**Task brief:**
Return the lines below that contain "document".

(Records excerpted from a collection)
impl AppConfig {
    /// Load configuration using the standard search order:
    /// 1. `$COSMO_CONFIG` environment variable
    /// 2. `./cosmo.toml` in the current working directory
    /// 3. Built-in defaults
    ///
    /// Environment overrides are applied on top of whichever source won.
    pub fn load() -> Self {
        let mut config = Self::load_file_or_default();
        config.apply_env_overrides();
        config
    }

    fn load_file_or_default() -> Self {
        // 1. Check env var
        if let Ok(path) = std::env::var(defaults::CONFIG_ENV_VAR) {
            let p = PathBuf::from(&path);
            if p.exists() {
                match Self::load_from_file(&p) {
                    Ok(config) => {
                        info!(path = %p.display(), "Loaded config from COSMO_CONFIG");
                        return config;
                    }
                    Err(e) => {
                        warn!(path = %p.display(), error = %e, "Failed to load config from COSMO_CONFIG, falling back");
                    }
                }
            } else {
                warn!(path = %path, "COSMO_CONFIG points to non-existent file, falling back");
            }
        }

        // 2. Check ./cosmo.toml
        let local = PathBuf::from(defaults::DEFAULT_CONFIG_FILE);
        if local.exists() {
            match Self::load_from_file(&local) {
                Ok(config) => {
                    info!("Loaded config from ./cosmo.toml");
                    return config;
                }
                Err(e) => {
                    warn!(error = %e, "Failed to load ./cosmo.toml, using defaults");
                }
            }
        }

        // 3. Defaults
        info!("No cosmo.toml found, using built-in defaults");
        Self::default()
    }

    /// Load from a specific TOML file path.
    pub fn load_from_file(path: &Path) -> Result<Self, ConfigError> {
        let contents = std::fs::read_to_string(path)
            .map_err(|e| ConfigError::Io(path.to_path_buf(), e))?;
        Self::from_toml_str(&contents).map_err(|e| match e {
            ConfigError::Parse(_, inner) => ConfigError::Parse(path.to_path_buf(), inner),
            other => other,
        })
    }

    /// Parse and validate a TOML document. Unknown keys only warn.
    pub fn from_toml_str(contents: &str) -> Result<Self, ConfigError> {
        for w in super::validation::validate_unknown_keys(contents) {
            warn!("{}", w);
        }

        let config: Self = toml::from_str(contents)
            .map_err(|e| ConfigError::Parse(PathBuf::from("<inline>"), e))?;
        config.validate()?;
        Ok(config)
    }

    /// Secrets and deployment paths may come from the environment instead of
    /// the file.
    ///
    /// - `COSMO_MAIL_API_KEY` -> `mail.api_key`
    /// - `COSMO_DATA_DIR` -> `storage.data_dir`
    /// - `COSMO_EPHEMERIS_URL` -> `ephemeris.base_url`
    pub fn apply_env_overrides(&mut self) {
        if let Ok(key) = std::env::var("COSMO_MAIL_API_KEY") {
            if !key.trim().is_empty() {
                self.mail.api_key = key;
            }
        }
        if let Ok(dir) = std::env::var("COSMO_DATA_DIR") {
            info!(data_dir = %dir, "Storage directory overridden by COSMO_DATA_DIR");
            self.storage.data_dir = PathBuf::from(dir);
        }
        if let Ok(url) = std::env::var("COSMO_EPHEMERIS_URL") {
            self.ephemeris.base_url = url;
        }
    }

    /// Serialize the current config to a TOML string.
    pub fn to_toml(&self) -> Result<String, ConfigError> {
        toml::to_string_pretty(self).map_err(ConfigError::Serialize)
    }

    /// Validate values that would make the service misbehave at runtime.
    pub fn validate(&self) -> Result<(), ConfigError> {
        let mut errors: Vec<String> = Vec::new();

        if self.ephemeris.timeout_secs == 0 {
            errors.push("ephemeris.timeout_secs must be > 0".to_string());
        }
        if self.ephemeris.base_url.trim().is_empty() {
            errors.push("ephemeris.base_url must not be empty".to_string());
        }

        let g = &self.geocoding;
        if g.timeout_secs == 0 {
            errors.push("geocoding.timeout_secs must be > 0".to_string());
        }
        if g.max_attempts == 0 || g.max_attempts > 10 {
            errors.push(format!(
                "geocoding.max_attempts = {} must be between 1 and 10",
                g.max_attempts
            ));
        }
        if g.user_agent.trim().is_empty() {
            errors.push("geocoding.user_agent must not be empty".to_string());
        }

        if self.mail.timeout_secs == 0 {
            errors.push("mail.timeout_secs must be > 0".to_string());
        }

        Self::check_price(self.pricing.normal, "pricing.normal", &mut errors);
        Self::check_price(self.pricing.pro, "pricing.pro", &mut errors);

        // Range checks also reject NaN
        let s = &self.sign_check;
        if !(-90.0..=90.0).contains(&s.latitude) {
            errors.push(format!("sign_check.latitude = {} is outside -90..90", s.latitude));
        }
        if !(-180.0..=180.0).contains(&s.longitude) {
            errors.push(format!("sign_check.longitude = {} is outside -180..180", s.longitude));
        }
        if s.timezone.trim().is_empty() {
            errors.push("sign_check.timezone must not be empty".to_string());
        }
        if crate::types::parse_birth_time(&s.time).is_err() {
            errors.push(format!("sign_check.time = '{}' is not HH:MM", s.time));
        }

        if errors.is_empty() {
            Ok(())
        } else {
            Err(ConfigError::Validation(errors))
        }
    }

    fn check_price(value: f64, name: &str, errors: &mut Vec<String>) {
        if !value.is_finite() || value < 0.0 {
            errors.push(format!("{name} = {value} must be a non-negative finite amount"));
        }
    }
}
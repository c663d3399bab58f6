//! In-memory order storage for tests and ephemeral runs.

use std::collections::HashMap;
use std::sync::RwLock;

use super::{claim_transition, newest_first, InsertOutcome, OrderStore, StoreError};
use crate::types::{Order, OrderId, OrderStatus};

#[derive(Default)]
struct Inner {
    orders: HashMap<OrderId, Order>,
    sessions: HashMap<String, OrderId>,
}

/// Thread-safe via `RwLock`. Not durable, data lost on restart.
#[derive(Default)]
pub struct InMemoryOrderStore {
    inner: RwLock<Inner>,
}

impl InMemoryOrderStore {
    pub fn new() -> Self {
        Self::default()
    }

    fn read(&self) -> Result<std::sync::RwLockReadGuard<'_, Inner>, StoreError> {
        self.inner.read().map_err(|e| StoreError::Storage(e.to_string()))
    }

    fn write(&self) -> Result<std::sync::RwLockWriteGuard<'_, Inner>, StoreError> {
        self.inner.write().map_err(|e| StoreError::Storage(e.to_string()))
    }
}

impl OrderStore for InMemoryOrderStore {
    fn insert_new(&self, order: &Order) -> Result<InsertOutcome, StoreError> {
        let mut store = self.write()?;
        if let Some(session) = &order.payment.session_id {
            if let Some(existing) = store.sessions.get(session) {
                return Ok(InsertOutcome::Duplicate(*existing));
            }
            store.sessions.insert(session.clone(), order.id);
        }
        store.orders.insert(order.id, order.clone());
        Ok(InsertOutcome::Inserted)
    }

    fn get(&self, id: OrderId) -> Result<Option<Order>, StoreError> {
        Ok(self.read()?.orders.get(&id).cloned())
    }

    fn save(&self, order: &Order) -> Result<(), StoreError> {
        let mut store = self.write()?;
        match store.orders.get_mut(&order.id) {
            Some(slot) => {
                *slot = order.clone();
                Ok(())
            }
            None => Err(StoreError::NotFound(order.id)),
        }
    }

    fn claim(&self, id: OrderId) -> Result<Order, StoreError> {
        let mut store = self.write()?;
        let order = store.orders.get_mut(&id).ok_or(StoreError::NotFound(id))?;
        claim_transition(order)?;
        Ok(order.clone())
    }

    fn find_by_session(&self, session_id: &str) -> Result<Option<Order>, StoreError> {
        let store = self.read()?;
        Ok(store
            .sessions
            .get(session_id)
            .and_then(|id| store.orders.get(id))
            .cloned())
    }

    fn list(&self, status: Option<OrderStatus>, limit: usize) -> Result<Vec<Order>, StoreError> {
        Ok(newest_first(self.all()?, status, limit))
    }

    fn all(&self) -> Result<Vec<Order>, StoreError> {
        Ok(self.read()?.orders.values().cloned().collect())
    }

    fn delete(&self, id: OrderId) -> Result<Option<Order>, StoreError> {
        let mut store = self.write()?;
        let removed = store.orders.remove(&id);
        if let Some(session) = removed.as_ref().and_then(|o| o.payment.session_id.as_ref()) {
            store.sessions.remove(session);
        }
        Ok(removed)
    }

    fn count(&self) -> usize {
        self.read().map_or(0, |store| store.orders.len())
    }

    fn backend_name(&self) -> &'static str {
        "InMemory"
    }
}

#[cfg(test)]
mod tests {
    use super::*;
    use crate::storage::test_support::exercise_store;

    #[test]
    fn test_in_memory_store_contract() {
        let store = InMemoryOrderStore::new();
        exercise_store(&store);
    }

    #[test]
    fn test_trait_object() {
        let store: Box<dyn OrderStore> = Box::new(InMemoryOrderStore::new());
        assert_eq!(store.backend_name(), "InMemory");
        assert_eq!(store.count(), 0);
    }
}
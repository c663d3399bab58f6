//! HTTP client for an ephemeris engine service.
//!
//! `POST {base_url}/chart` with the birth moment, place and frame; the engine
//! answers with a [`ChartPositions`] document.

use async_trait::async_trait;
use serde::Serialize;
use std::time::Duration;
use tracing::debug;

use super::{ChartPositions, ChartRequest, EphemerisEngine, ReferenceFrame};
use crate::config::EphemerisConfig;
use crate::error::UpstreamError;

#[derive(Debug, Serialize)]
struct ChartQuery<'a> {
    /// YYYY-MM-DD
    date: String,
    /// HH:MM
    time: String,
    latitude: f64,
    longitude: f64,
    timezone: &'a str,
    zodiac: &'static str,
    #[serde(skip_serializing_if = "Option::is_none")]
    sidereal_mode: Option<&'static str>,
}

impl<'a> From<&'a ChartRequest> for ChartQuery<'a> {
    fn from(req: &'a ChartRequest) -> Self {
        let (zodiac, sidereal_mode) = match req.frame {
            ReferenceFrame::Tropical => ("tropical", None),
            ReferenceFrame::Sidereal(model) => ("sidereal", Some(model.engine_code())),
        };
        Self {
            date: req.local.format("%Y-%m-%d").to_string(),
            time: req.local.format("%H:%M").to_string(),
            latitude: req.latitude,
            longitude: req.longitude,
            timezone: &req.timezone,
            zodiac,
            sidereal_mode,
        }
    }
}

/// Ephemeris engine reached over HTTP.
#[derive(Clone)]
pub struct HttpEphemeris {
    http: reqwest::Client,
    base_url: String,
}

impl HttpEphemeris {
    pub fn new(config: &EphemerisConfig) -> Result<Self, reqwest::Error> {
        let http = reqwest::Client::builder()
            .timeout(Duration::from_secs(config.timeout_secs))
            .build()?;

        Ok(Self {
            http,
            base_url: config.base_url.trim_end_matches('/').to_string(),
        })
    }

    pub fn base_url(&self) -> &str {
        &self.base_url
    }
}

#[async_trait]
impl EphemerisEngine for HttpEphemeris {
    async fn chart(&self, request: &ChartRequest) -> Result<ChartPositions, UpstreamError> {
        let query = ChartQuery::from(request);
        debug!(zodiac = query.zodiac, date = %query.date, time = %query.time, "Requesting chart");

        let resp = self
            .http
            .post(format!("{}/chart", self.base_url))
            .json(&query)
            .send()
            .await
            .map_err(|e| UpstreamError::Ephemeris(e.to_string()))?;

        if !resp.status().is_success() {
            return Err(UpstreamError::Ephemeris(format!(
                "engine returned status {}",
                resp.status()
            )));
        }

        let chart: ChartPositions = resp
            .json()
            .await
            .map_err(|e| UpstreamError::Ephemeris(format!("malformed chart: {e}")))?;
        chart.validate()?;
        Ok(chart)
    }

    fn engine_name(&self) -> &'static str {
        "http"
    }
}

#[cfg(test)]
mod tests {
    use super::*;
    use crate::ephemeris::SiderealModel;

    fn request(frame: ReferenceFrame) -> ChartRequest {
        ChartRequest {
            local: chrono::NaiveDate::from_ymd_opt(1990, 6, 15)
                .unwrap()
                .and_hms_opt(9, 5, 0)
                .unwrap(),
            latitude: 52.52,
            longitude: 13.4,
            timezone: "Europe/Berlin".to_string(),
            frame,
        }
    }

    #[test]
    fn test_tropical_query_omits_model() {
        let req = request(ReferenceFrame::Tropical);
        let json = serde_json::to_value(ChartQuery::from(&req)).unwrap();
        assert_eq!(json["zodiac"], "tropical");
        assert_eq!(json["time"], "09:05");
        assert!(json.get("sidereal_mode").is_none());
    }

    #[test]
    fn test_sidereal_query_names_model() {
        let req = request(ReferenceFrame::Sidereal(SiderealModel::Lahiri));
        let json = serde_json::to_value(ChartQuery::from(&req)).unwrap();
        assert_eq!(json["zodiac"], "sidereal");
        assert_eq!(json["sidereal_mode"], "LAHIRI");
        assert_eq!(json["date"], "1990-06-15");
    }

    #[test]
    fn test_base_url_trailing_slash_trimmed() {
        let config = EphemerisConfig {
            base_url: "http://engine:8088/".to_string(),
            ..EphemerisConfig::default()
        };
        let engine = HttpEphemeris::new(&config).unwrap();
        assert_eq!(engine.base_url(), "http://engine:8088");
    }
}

**Response for this exercise:**
    /// Parse and validate a TOML document. Unknown keys only warn.
//! answers with a [`ChartPositions`] document.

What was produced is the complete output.